----- RECORDS FOR THIS EXERCISE
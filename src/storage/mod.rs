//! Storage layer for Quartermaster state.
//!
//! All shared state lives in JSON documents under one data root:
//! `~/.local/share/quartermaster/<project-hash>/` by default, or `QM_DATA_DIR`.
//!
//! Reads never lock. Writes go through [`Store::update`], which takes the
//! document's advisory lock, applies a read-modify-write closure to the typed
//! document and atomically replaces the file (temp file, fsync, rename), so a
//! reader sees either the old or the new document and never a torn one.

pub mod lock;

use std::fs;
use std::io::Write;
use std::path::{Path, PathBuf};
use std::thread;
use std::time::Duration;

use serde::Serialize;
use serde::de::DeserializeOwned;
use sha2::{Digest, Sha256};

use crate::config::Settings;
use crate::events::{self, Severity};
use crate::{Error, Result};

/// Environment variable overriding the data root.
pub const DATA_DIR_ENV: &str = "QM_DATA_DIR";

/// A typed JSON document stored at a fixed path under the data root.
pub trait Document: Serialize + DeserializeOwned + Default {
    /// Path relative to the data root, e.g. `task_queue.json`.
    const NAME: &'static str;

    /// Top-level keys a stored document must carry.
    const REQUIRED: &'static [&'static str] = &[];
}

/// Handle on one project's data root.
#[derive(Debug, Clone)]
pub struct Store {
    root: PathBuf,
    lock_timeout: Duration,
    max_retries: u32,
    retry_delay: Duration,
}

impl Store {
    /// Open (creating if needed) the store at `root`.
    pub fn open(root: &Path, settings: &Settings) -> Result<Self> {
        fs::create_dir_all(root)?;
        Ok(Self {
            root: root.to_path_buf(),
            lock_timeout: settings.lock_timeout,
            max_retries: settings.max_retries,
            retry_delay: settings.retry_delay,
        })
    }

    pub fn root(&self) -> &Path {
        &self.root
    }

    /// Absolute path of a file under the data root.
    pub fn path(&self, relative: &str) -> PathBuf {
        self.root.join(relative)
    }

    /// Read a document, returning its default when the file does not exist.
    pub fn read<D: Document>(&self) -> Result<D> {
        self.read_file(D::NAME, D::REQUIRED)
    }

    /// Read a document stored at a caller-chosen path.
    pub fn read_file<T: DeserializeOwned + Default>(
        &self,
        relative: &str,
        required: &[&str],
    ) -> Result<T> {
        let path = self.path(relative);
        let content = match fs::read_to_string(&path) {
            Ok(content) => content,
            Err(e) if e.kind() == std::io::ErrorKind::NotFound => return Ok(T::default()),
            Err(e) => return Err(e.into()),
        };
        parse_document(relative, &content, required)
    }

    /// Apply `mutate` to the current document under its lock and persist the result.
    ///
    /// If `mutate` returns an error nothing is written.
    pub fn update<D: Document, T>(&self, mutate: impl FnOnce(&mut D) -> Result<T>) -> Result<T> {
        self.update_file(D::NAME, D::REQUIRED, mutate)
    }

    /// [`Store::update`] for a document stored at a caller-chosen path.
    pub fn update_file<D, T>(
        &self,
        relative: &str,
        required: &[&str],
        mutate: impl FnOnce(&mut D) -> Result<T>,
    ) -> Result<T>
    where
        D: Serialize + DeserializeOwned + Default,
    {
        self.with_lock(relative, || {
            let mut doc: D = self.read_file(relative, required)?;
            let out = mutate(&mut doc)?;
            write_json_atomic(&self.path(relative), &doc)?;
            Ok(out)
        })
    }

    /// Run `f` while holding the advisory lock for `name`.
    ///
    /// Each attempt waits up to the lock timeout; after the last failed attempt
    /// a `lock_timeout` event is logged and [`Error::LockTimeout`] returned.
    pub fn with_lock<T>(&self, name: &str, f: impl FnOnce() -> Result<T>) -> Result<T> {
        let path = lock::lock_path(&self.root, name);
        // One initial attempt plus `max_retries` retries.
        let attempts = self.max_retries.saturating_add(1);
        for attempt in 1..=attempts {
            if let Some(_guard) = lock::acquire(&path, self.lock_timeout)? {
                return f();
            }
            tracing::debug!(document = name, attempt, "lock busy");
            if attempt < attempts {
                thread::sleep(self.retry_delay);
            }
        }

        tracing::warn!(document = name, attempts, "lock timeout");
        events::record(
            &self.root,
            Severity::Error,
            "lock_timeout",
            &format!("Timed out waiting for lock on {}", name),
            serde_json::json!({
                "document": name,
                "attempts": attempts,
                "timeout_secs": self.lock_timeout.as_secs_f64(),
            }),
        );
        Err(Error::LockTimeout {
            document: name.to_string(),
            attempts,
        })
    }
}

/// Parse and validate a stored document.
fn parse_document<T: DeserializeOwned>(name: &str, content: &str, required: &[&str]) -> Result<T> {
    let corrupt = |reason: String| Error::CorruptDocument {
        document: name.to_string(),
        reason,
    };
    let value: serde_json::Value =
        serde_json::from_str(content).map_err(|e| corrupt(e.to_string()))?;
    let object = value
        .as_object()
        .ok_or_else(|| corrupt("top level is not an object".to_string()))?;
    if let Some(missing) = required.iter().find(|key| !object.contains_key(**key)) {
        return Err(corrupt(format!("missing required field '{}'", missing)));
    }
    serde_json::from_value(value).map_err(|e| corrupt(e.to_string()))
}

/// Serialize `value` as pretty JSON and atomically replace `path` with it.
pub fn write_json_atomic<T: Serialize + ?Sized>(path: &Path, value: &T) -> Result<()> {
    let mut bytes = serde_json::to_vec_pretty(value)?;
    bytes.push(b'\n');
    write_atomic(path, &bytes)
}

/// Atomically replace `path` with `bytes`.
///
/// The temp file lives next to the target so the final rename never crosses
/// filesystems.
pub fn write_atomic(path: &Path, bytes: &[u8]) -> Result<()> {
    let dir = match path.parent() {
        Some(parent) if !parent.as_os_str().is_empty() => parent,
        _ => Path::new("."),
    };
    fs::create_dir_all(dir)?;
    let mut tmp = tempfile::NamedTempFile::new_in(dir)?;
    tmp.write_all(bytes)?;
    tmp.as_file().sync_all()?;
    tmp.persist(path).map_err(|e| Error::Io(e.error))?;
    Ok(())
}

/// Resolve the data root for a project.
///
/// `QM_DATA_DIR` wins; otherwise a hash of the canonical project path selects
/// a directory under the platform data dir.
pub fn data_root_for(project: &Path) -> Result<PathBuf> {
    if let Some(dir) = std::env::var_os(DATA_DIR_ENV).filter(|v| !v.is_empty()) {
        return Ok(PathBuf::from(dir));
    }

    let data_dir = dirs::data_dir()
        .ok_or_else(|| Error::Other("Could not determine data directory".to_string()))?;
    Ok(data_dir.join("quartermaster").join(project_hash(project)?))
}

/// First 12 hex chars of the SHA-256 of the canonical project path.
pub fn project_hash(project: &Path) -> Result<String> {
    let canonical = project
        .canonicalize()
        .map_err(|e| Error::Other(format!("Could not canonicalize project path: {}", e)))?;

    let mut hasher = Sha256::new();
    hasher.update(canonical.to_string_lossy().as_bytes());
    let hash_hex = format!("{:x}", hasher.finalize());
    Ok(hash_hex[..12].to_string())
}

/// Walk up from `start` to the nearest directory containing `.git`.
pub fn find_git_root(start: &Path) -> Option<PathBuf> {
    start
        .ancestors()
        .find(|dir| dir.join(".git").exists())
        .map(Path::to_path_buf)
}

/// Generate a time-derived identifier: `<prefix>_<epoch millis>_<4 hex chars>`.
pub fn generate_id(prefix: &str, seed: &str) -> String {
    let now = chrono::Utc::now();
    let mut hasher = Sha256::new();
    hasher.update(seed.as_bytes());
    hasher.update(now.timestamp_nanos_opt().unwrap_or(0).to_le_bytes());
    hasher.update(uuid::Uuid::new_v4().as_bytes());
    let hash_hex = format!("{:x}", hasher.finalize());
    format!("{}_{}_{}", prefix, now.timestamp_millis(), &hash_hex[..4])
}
----------
## WHAT THIS TASK INVOLVES:
Return, word for word, the lines of the data above from the line with "out waiting for" through the line with "if let Some(missing)", inclusive.

## SOLUTION TO THE PROBLEM:
            &format!("Timed out waiting for lock on {}", name),
            serde_json::json!({
                "document": name,
                "attempts": attempts,
                "timeout_secs": self.lock_timeout.as_secs_f64(),
            }),
        );
        Err(Error::LockTimeout {
            document: name.to_string(),
            attempts,
        })
    }
}

/// Parse and validate a stored document.
fn parse_document<T: DeserializeOwned>(name: &str, content: &str, required: &[&str]) -> Result<T> {
    let corrupt = |reason: String| Error::CorruptDocument {
        document: name.to_string(),
        reason,
    };
    let value: serde_json::Value =
        serde_json::from_str(content).map_err(|e| corrupt(e.to_string()))?;
    let object = value
        .as_object()
        .ok_or_else(|| corrupt("top level is not an object".to_string()))?;
    if let Some(missing) = required.iter().find(|key| !object.contains_key(**key)) {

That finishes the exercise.